• Work required
Across the records that follow, count each line holding "derive", and write only the total.

Provided data: Begin

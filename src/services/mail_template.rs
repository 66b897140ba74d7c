use crate::config::ACTIVATION_LINK_PLACEHOLDER;

#[derive(Debug, thiserror::Error)]
pub enum TemplateError {
    #[error("Mail template is missing the {{activation_link}} placeholder")]
    MissingPlaceholder,
}

/// Substitutes the activation link into the body template. The template
/// must contain the `{activation_link}` placeholder at least once; every
/// occurrence is replaced.
pub fn render_activation_body(
    template: &str,
    activation_link: &str,
) -> Result<String, TemplateError> {
    if !template.contains(ACTIVATION_LINK_PLACEHOLDER) {
        return Err(TemplateError::MissingPlaceholder);
    }

    Ok(template.replace(ACTIVATION_LINK_PLACEHOLDER, activation_link))
}
use serde::{Deserialize, Serialize};
use sqlx::FromRow;

#[derive(Debug, Clone, FromRow, Serialize, Deserialize)]
pub struct User {
    pub id: i64,
    pub email: String,
    pub email_verified: bool,
    pub created_at: Option<String>,
}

Provided data: End

• Problem solution
2